I have spent the past 3 working days bug fixing google checkout code and it has been, to put it mildly a total headfuck. Fixing bugs & code refactoring is of course the mainstay of the working programmer. It’s fun when you’re working through something, you can see progress, but bug fixing is like travelling through London. You feel like you’ve gone miles when really you’ve only made it a couple of stops and it would’ve been quicker to walk.

First off it took the best part of an afternoon to realise that the code I was modifying wasn’t actually being called. Now I’ve never worked with googlecheckout before so you can probably chalk a few hours up to that. For googlecheckout you set the callback code in the account preferences for the store’s account. Why on fucking earth that can’t be passed in the calling code I don’t know. After working that out and seeing that the myriad of tests I’d been doing had actually screwed up a live database the majority of the blood drained from my fingers.

The next two hours where spent looking through log files in a terminal prompt. That was fairly thrilling. At the end of the day I felt like I’d done ten minutes work. Thats sort of the problem with fixing bugs, you can spend hours looking at code, logs and status numbers and when you finally find the error, which is probably something easy, the sheer simplicity of the fix and the few lines of code you need to modify make you feel like you’ve not done much.

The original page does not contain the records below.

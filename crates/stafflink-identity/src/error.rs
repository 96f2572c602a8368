//! Error types for the identity layer.

use stafflink_session::SessionError;
use stafflink_store::StoreError;
use stafflink_types::{AccountId, EmployeeId, ValidationError};

use crate::CredentialError;

/// Errors surfaced by the account, link and authentication operations.
///
/// Business outcomes (not found, conflicting link, bad credentials,
/// unusable account) have dedicated variants. Collaborator failures are
/// wrapped unchanged via `#[from]`; nothing here retries.
#[derive(Debug, thiserror::Error)]
pub enum IdentityError {
    /// No account has this id.
    #[error("account {0} not found")]
    AccountNotFound(AccountId),

    /// No account has this username.
    #[error("no account with username {0:?}")]
    UsernameNotFound(String),

    /// No employee has this id.
    #[error("employee {0} not found")]
    EmployeeNotFound(EmployeeId),

    /// The requested link would break the one-to-one Account ⇄ Employee
    /// invariant. `account` and `employee` name the existing link that
    /// blocks it; unlink that pair first, then retry.
    #[error("employee {employee} is already linked to account {account}")]
    ConflictingLink {
        account: AccountId,
        employee: EmployeeId,
    },

    /// Wrong username or password. Deliberately says nothing about which.
    #[error("invalid username or password")]
    InvalidCredentials,

    /// Credentials were valid but the account is disabled.
    #[error("account {0:?} is disabled")]
    AccountDisabled(String),

    /// Credentials were valid but the account is locked.
    #[error("account {0:?} is locked")]
    AccountLocked(String),

    /// Another account already uses this username.
    #[error("username {0:?} is already taken")]
    DuplicateUsername(String),

    /// Another account already uses this email address.
    #[error("email {0:?} is already registered")]
    DuplicateEmail(String),

    #[error(transparent)]
    Validation(#[from] ValidationError),

    #[error(transparent)]
    Store(#[from] StoreError),

    #[error(transparent)]
    Session(#[from] SessionError),

    #[error(transparent)]
    Credential(#[from] CredentialError),
}

impl IdentityError {
    /// `true` for any "referenced record does not exist" outcome,
    /// including unknown sessions.
    pub fn is_not_found(&self) -> bool {
        matches!(
            self,
            Self::AccountNotFound(_)
                | Self::UsernameNotFound(_)
                | Self::EmployeeNotFound(_)
                | Self::Session(SessionError::NotFound(_))
        )
    }
}
//! Accounts, employee links and authentication for Stafflink.
//!
//! This is where the identity rules live. Everything below it (types,
//! storage, sessions) is plumbing; everything above it (HTTP, admin UI)
//! calls in here with already-validated input and an explicit acting
//! [`Principal`](stafflink_types::Principal).
//!
//! # Components
//!
//! - [`CredentialVerifier`] — wraps the one-way [`CredentialHasher`]
//!   ([`Argon2Hasher`] by default).
//! - [`Repository`] — typed lookups over the account and employee
//!   [`EntityStore`](stafflink_store::EntityStore)s.
//! - [`AccountStateEngine`] — enable/disable, lock/unlock, roles,
//!   passwords, and the session cut-offs each of those implies.
//! - [`EmploymentLinkManager`] — the exclusive Account ⇄ Employee link,
//!   plus create and delete flows that must respect it.
//! - [`AuthGateway`] — login, per-request resume, logout.
//!
//! The three engines never call each other. They share a
//! [`Repository`] and a [`SharedSessions`](stafflink_session::SharedSessions)
//! handle, and the host composes them per request.

mod account;
mod credential;
mod error;
mod gateway;
mod link;
mod repository;
mod state;

#[cfg(test)]
mod testutil;

pub use account::{
    Account, AccountRecord, CredentialDigest, Employee, EmployeeRecord, NewAccount, NewEmployee,
};
pub use credential::{
    Argon2Hasher, CredentialConfig, CredentialError, CredentialHasher, CredentialVerifier,
};
pub use error::IdentityError;
pub use gateway::{AuthGateway, SecurityContext};
pub use link::{EmploymentLinkManager, LinkedAccount, LinkedEmployee};
pub use repository::Repository;
pub use state::AccountStateEngine;
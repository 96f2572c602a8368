//! Shared wiring for the in-crate tests.

use std::sync::Arc;

use stafflink_session::{SessionConfig, SessionRegistry, SharedSessions};
use stafflink_store::InMemoryStore;
use stafflink_types::{ManualClock, Principal, Role, RoleSet};

use crate::{
    Account, AccountStateEngine, Argon2Hasher, AuthGateway, CredentialConfig, CredentialVerifier,
    Employee, EmploymentLinkManager, NewAccount, NewEmployee, Repository,
};

pub(crate) type Accounts = InMemoryStore<Account>;
pub(crate) type Employees = InMemoryStore<Employee>;

pub(crate) struct Fixture {
    pub clock: Arc<ManualClock>,
    pub accounts: Arc<Accounts>,
    pub employees: Arc<Employees>,
    pub repo: Repository<Accounts, Employees>,
    pub verifier: CredentialVerifier<Argon2Hasher>,
    pub sessions: SharedSessions,
}

impl Fixture {
    pub fn new() -> Self {
        Self::with_session_config(SessionConfig::default())
    }

    pub fn with_session_config(config: SessionConfig) -> Self {
        let clock = Arc::new(ManualClock::default());
        let accounts = Arc::new(Accounts::with_clock(clock.clone()));
        let employees = Arc::new(Employees::with_clock(clock.clone()));
        let hasher = Argon2Hasher::new(&CredentialConfig {
            memory_kib: 64,
            iterations: 1,
            parallelism: 1,
        })
        .unwrap();

        Self {
            repo: Repository::new(accounts.clone(), employees.clone()),
            verifier: CredentialVerifier::new(Arc::new(hasher)),
            sessions: SessionRegistry::with_clock(config, clock.clone()).into_shared(),
            clock,
            accounts,
            employees,
        }
    }

    pub fn admin() -> Principal {
        Principal::new("admin", RoleSet::single(Role::Admin))
    }

    pub fn state(&self) -> AccountStateEngine<Accounts, Employees, Argon2Hasher> {
        AccountStateEngine::new(self.repo.clone(), self.verifier.clone(), self.sessions.clone())
    }

    pub fn links(&self) -> EmploymentLinkManager<Accounts, Employees> {
        EmploymentLinkManager::new(self.repo.clone(), self.sessions.clone())
    }

    pub fn gateway(&self) -> AuthGateway<Accounts, Employees, Argon2Hasher> {
        AuthGateway::new(self.repo.clone(), self.verifier.clone(), self.sessions.clone())
    }

    /// A persisted, enabled USER account with `password`.
    pub async fn account(&self, username: &str, password: &str) -> Account {
        let draft = NewAccount {
            username: username.into(),
            email: format!("{username}@example.com"),
            roles: RoleSet::single(Role::User),
        };
        let digest = self.verifier.rehash(password).unwrap();
        self.links()
            .create_account(&Self::admin(), draft, digest, None)
            .await
            .unwrap()
            .account
    }

    /// A persisted, unlinked employee.
    pub async fn employee(&self, first: &str, last: &str) -> Employee {
        let draft = NewEmployee {
            first_name: first.into(),
            last_name: last.into(),
            email: None,
        };
        self.links()
            .create_employee(&Self::admin(), draft, None)
            .await
            .unwrap()
            .employee
    }

    pub async fn count_active(&self, username: &str) -> usize {
        self.sessions.lock().await.count_active(username)
    }
}
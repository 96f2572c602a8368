//! Role tags and the non-empty role set carried by accounts.

use std::collections::BTreeSet;
use std::fmt;
use std::str::FromStr;

use serde::{Deserialize, Serialize};

use crate::ValidationError;

// ---------------------------------------------------------------------------
// Role
// ---------------------------------------------------------------------------

/// A role an account can hold.
///
/// This is a closed enum rather than a free-form string: every place
/// that branches on roles is checked exhaustively by the compiler, and
/// a typo like `"ADMN"` is rejected at the parse boundary instead of
/// silently granting nothing.
///
/// The declaration order doubles as the `Ord` order, so a [`RoleSet`]
/// iterates from least to most privileged.
#[derive(
    Debug, Clone, Copy, PartialEq, Eq, PartialOrd, Ord, Hash, Serialize, Deserialize,
)]
#[serde(rename_all = "SCREAMING_SNAKE_CASE")]
pub enum Role {
    User,
    Manager,
    Admin,
    Superuser,
}

impl Role {
    /// Every role, least privileged first.
    pub const ALL: [Role; 4] =
        [Role::User, Role::Manager, Role::Admin, Role::Superuser];

    /// The bare tag, e.g. `"ADMIN"`.
    pub fn as_str(self) -> &'static str {
        match self {
            Self::User => "USER",
            Self::Manager => "MANAGER",
            Self::Admin => "ADMIN",
            Self::Superuser => "SUPERUSER",
        }
    }

    /// The authority tag used by authorization checks, e.g. `"ROLE_ADMIN"`.
    pub fn authority(self) -> String {
        format!("ROLE_{}", self.as_str())
    }
}

impl fmt::Display for Role {
    fn fmt(&self, f: &mut fmt::Formatter<'_>) -> fmt::Result {
        f.write_str(self.as_str())
    }
}

impl FromStr for Role {
    type Err = ValidationError;

    /// Parses either the bare tag (`"ADMIN"`) or the authority form
    /// (`"ROLE_ADMIN"`), case-insensitively.
    fn from_str(s: &str) -> Result<Self, Self::Err> {
        let upper = s.trim().to_ascii_uppercase();
        let tag = upper.strip_prefix("ROLE_").unwrap_or(&upper);
        Role::ALL
            .into_iter()
            .find(|role| role.as_str() == tag)
            .ok_or_else(|| ValidationError::UnknownRole(s.to_string()))
    }
}

// ---------------------------------------------------------------------------
// RoleSet
// ---------------------------------------------------------------------------

/// A set of roles that is guaranteed to be non-empty.
///
/// The only way to build one is through [`RoleSet::new`] (or
/// [`RoleSet::single`]), which rejects an empty input. Deserialization
/// goes through the same check, so an account can never end up holding
/// zero roles.
#[derive(Debug, Clone, PartialEq, Eq, Serialize, Deserialize)]
#[serde(try_from = "Vec<Role>", into = "Vec<Role>")]
pub struct RoleSet(BTreeSet<Role>);

impl RoleSet {
    /// Builds a role set from any collection of roles.
    ///
    /// # Errors
    /// Returns [`ValidationError::EmptyRoleSet`] if `roles` yields nothing.
    pub fn new(
        roles: impl IntoIterator<Item = Role>,
    ) -> Result<Self, ValidationError> {
        let set: BTreeSet<Role> = roles.into_iter().collect();
        if set.is_empty() {
            return Err(ValidationError::EmptyRoleSet);
        }
        Ok(Self(set))
    }

    /// A set holding exactly one role.
    pub fn single(role: Role) -> Self {
        Self(BTreeSet::from([role]))
    }

    pub fn contains(&self, role: Role) -> bool {
        self.0.contains(&role)
    }

    pub fn iter(&self) -> impl Iterator<Item = Role> + '_ {
        self.0.iter().copied()
    }

    pub fn len(&self) -> usize {
        self.0.len()
    }

    /// Always `false`; present for API symmetry with `len`.
    pub fn is_empty(&self) -> bool {
        self.0.is_empty()
    }

    /// Authority tags for every role in the set, in role order.
    pub fn authorities(&self) -> Vec<String> {
        self.iter().map(Role::authority).collect()
    }
}

impl TryFrom<Vec<Role>> for RoleSet {
    type Error = ValidationError;

    fn try_from(roles: Vec<Role>) -> Result<Self, Self::Error> {
        Self::new(roles)
    }
}

impl From<RoleSet> for Vec<Role> {
    fn from(set: RoleSet) -> Self {
        set.0.into_iter().collect()
    }
}

impl fmt::Display for RoleSet {
    fn fmt(&self, f: &mut fmt::Formatter<'_>) -> fmt::Result {
        let tags: Vec<&str> = self.iter().map(Role::as_str).collect();
        write!(f, "[{}]", tags.join(", "))
    }
}

#[cfg(test)]
mod tests {
    use super::*;

    #[test]
    fn test_authority_uses_role_prefix() {
        assert_eq!(Role::User.authority(), "ROLE_USER");
        assert_eq!(Role::Superuser.authority(), "ROLE_SUPERUSER");
    }

    #[test]
    fn test_from_str_accepts_bare_and_prefixed_tags() {
        assert_eq!("admin".parse::<Role>().unwrap(), Role::Admin);
        assert_eq!("ROLE_MANAGER".parse::<Role>().unwrap(), Role::Manager);
        assert_eq!(" user ".parse::<Role>().unwrap(), Role::User);
    }

    #[test]
    fn test_from_str_unknown_tag_returns_error() {
        let result = "janitor".parse::<Role>();
        assert!(
            matches!(result, Err(ValidationError::UnknownRole(ref s)) if s == "janitor")
        );
    }

    #[test]
    fn test_role_set_new_empty_returns_error() {
        let result = RoleSet::new(Vec::new());
        assert_eq!(result, Err(ValidationError::EmptyRoleSet));
    }

    #[test]
    fn test_role_set_new_deduplicates_and_orders() {
        let set =
            RoleSet::new([Role::Admin, Role::User, Role::Admin]).unwrap();
        assert_eq!(set.len(), 2);
        assert_eq!(set.authorities(), vec!["ROLE_USER", "ROLE_ADMIN"]);
        assert_eq!(set.to_string(), "[USER, ADMIN]");
    }

    #[test]
    fn test_role_set_deserialize_rejects_empty() {
        let result: Result<RoleSet, _> = serde_json::from_str("[]");
        assert!(result.is_err());

        let set: RoleSet = serde_json::from_str(r#"["USER","MANAGER"]"#).unwrap();
        assert!(set.contains(Role::Manager));
    }
}
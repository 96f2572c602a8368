//! # Stafflink
//!
//! Identity and employment-link lifecycle core for HR administration
//! backends.
//!
//! Stafflink owns user accounts, their live sessions, and the exclusive
//! link between an account and an employee record. The host application
//! keeps its own transport and routing and calls in here with explicit
//! [`Principal`]s.
//!
//! ## Quick Start
//!
//! ```rust,no_run
//! use stafflink::prelude::*;
//!
//! # async fn run() -> Result<(), StafflinkError> {
//! stafflink::init_tracing();
//! let core = IdentityCore::builder().build().await?;
//!
//! let admin = Principal::system();
//! let alice = core
//!     .create_account(
//!         &admin,
//!         NewAccount {
//!             username: "alice".into(),
//!             email: "alice@example.com".into(),
//!             roles: RoleSet::single(Role::User),
//!         },
//!         "correct horse battery",
//!         None,
//!     )
//!     .await?;
//!
//! let ctx = core.gateway().login("alice", "correct horse battery").await?;
//! core.state()
//!     .set_status(&admin, alice.account.id(), false, false)
//!     .await?;
//! assert_eq!(core.count_active("alice").await, 0);
//! # drop(ctx);
//! # Ok(())
//! # }
//! ```

mod config;
mod error;
mod service;
mod telemetry;

pub use config::StafflinkConfig;
pub use error::StafflinkError;
pub use service::{IdentityCore, IdentityCoreBuilder};
pub use telemetry::{DEFAULT_FILTER, init_tracing};

pub use stafflink_identity as identity;
pub use stafflink_session as session;
pub use stafflink_store as store;
pub use stafflink_types as types;

pub use stafflink_types::Principal;

/// Everything a host usually needs, in one import.
pub mod prelude {
    pub use crate::{IdentityCore, IdentityCoreBuilder, StafflinkConfig, StafflinkError};
    pub use stafflink_identity::{
        Account, AuthGateway, CredentialConfig, Employee, IdentityError, LinkedAccount,
        LinkedEmployee, NewAccount, NewEmployee, SecurityContext,
    };
    pub use stafflink_session::{SessionConfig, SessionId, SessionInfo};
    pub use stafflink_types::{AccountId, EmployeeId, Principal, Role, RoleSet};
}
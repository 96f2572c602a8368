//! Unified error type for the Stafflink facade.

use stafflink_identity::{CredentialError, IdentityError};
use stafflink_session::SessionError;
use stafflink_store::StoreError;
use stafflink_types::ValidationError;

/// Top-level error that wraps all crate-specific errors.
///
/// Hosts that only use the `stafflink` crate deal with this single type.
/// Each variant's `#[from]` lets `?` convert sub-crate errors directly.
#[derive(Debug, thiserror::Error)]
pub enum StafflinkError {
    /// An identity-level outcome (not found, conflict, bad credentials).
    #[error(transparent)]
    Identity(#[from] IdentityError),

    /// A session-level error (unknown or expired session).
    #[error(transparent)]
    Session(#[from] SessionError),

    /// A storage collaborator failure.
    #[error(transparent)]
    Store(#[from] StoreError),

    /// A credential hasher failure, including bad cost parameters.
    #[error(transparent)]
    Credential(#[from] CredentialError),

    /// Malformed input data.
    #[error(transparent)]
    Validation(#[from] ValidationError),

    /// The configuration document could not be parsed.
    #[error("invalid configuration: {0}")]
    Config(#[from] serde_json::Error),
}

impl StafflinkError {
    /// The identity error inside, if this is one.
    pub fn as_identity(&self) -> Option<&IdentityError> {
        match self {
            Self::Identity(e) => Some(e),
            _ => None,
        }
    }
}
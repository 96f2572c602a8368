//! The session registry: tracks every live session by principal.
//!
//! This is the central piece of the session layer. It's responsible for:
//! - Issuing sessions when a login succeeds
//! - Answering count/detail queries per principal
//! - Bulk invalidation when an account must be cut off
//! - Refreshing sessions as they authenticate requests
//! - Removing idle-expired sessions
//!
//! # Concurrency note
//!
//! `SessionRegistry` itself is a plain single-owner structure (`&mut self`
//! for writes). The engines share one instance through [`SharedSessions`],
//! a tokio mutex, so every read sees every completed write immediately.

use std::collections::HashMap;
use std::sync::Arc;

use rand::Rng;
use stafflink_types::{Clock, SystemClock};
use tokio::sync::Mutex;

use crate::{Session, SessionConfig, SessionError, SessionId, SessionInfo};

/// The handle through which engines share one registry.
pub type SharedSessions = Arc<Mutex<SessionRegistry>>;

/// Registry of all live sessions.
///
/// ## Lifecycle
///
/// ```text
/// login ──→ create() ──→ touch() ... touch() ──→ destroy()        (logout)
///                 │                              invalidate_all() (admin cut-off)
///                 │
///                 └──(idle > timeout)──→ expired ──→ cleanup_expired()
/// ```
pub struct SessionRegistry {
    /// All sessions, keyed by their token.
    sessions: HashMap<SessionId, Session>,

    /// Principal name → that principal's session ids, oldest first.
    /// Kept in sync with `sessions`.
    by_principal: HashMap<String, Vec<SessionId>>,

    config: SessionConfig,
    clock: Arc<dyn Clock>,
}
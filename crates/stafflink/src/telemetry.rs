//! Log output setup for hosts that have none of their own.

use tracing_subscriber::EnvFilter;

/// Filter used when `RUST_LOG` is unset or unparsable.
pub const DEFAULT_FILTER: &str = "info";

/// Installs a `fmt` subscriber filtered by `RUST_LOG`.
///
/// Returns `false` if a global subscriber was already installed, in
/// which case nothing changes. Safe to call more than once.
pub fn init_tracing() -> bool {
    let filter =
        EnvFilter::try_from_default_env().unwrap_or_else(|_| EnvFilter::new(DEFAULT_FILTER));
    tracing_subscriber::fmt()
        .with_env_filter(filter)
        .try_init()
        .is_ok()
}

So in that way you can kind of compare fixing bugs in source code (especially source code that involves 4 separate processes to actually run) to sex. To get sex you do hours if not days of monotonous, boring work for what boils down to 15 (or maybe 30 if you’ve had a good meal beforehand) minutes of payoff. Obviously this metaphor breaks down rather quickly since fixing source code bugs is a productive pursuit…

Thankfully, on the third day and several hundred tests later (at one point I charged my card over £600 when I got so used to mindlessly clicking through purchase screens) I started making actual progress. In the end I’ve probably changed or moved around about 15 lines of code. I’m now a lot more familiar with code igniter and google checkout but I can’t help but feel the past few days have been slow going and unproductive. Tomorrow I’m bugfixing yet again but now that I have a setup thats working these last few bugs shouldn’t be anywhere near as bad.

One last thing, the documentation for the PHP api of googlecheckout is fucking abysmal.